*** Opening of Excerpted records ***

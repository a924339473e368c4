use crate::catalog::api::HttpVideoStore;
use crate::catalog::components::{
    AddVideoDialog, ErrorMessage, LoadingIndicator, PanelHeader, VideoTable,
};
use crate::catalog::ops::{add_entry, delete_all, delete_entry, load_all, reload};
use crate::catalog::prompt::BrowserPrompter;
use crate::catalog::state::{CatalogAction, CatalogState, InFlight, Operation, PanelBody};
use crate::config::{ApiConfig, PanelOptions};
use crate::error::CatalogError;
use yew::prelude::*;

#[derive(Properties, PartialEq)]
pub struct VideoCatalogPanelProps {
    #[prop_or_default]
    pub options: PanelOptions,
}

fn report(op: &str, result: Result<(), CatalogError>) {
    match result {
        Ok(()) => {}
        Err(e @ (CatalogError::Declined | CatalogError::InFlight(_))) => {
            log::debug!("{op} skipped: {e}")
        }
        Err(e) => log::debug!("{op} failed: {e}"),
    }
}

#[function_component(VideoCatalogPanel)]
pub fn video_catalog_panel(props: &VideoCatalogPanelProps) -> Html {
    let options = props.options;
    let state = use_reducer(CatalogState::initial);
    let in_flight = use_memo((), |_| InFlight::default());
    let store = use_memo((), |_| HttpVideoStore::new(ApiConfig::from_env()));

    let dispatch_fn = {
        let dispatcher = state.dispatcher();
        move |action: CatalogAction| dispatcher.dispatch(action)
    };

    // Load videos on component mount
    {
        let store = (*store).clone();
        let in_flight = (*in_flight).clone();
        let dispatch = dispatch_fn.clone();

        use_effect_with((), move |_| {
            wasm_bindgen_futures::spawn_local(async move {
                report("load", load_all(&store, &in_flight, &dispatch).await);
            });
            || ()
        });
    }

    let on_reload = {
        let store = store.clone();
        let in_flight = in_flight.clone();
        let dispatch = dispatch_fn.clone();

        Callback::from(move |_: MouseEvent| {
            let store = (*store).clone();
            let in_flight = (*in_flight).clone();
            let dispatch = dispatch.clone();

            wasm_bindgen_futures::spawn_local(async move {
                report("reload", reload(&store, &in_flight, &dispatch).await);
            });
        })
    };

    let on_open_dialog = {
        let dispatch = dispatch_fn.clone();
        Callback::from(move |_: MouseEvent| dispatch(CatalogAction::OpenDialog))
    };

    let on_cancel_dialog = {
        let dispatch = dispatch_fn.clone();
        Callback::from(move |_: ()| dispatch(CatalogAction::CloseDialog))
    };

    let on_url_input = {
        let dispatch = dispatch_fn.clone();
        Callback::from(move |url: String| dispatch(CatalogAction::SetPendingUrl(url)))
    };

    let on_save = {
        let store = store.clone();
        let in_flight = in_flight.clone();
        let dispatch = dispatch_fn.clone();
        let pending_url = state.pending_url.clone();

        Callback::from(move |_: ()| {
            let store = (*store).clone();
            let in_flight = (*in_flight).clone();
            let dispatch = dispatch.clone();
            let url = pending_url.clone();

            wasm_bindgen_futures::spawn_local(async move {
                let result =
                    add_entry(&store, &BrowserPrompter, &in_flight, &options, &url, &dispatch)
                        .await;
                report("add", result);
            });
        })
    };

    let on_delete = {
        let store = store.clone();
        let in_flight = in_flight.clone();
        let dispatch = dispatch_fn.clone();

        Callback::from(move |url: String| {
            let store = (*store).clone();
            let in_flight = (*in_flight).clone();
            let dispatch = dispatch.clone();

            wasm_bindgen_futures::spawn_local(async move {
                let result =
                    delete_entry(&store, &BrowserPrompter, &in_flight, &options, &url, &dispatch)
                        .await;
                report("delete", result);
            });
        })
    };

    let on_delete_all = {
        let store = store.clone();
        let in_flight = in_flight.clone();
        let dispatch = dispatch_fn.clone();

        Callback::from(move |_: MouseEvent| {
            let store = (*store).clone();
            let in_flight = (*in_flight).clone();
            let dispatch = dispatch.clone();

            wasm_bindgen_futures::spawn_local(async move {
                let result =
                    delete_all(&store, &BrowserPrompter, &in_flight, &options, &dispatch).await;
                report("delete all", result);
            });
        })
    };

    let deleting: Vec<String> = state
        .pending
        .iter()
        .filter_map(|op| match op {
            Operation::Delete(url) => Some(url.clone()),
            _ => None,
        })
        .collect();

    html! {
        <div class="overflow-hidden rounded-2xl border border-gray-200 bg-white px-4 pb-3 pt-4 dark:border-gray-800 dark:bg-white/[0.03] sm:px-6">
            <PanelHeader
                count={state.entries.len()}
                read_only={options.read_only}
                reload_disabled={state.loading || !state.pending.is_empty()}
                busy={!state.can_mutate()}
                clearing={state.is_pending(&Operation::DeleteAll)}
                on_add={on_open_dialog}
                on_delete_all={on_delete_all}
                on_reload={on_reload}
            />

            {
                match state.body(&options) {
                    PanelBody::Loading => html! { <LoadingIndicator /> },
                    PanelBody::Error(message) => html! { <ErrorMessage error_message={Some(message)} /> },
                    PanelBody::Table { with_delete } => html! {
                        <VideoTable
                            entries={state.entries.clone()}
                            newest_first={options.newest_first}
                            on_delete={with_delete.then_some(on_delete)}
                            deleting={deleting}
                        />
                    },
                }
            }

            {
                if state.add_dialog_open && !options.read_only {
                    html! {
                        <AddVideoDialog
                            pending_url={state.pending_url.clone()}
                            saving={state.saving()}
                            on_input={on_url_input}
                            on_cancel={on_cancel_dialog}
                            on_save={on_save}
                        />
                    }
                } else {
                    html! {}
                }
            }
        </div>
    }
}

*** Close of Excerpted records ***

# [Problem requirements]
Once you have counted the lines of the records holding the string "LoadingIndicator", state that number with no other words.

# [Final answer]
2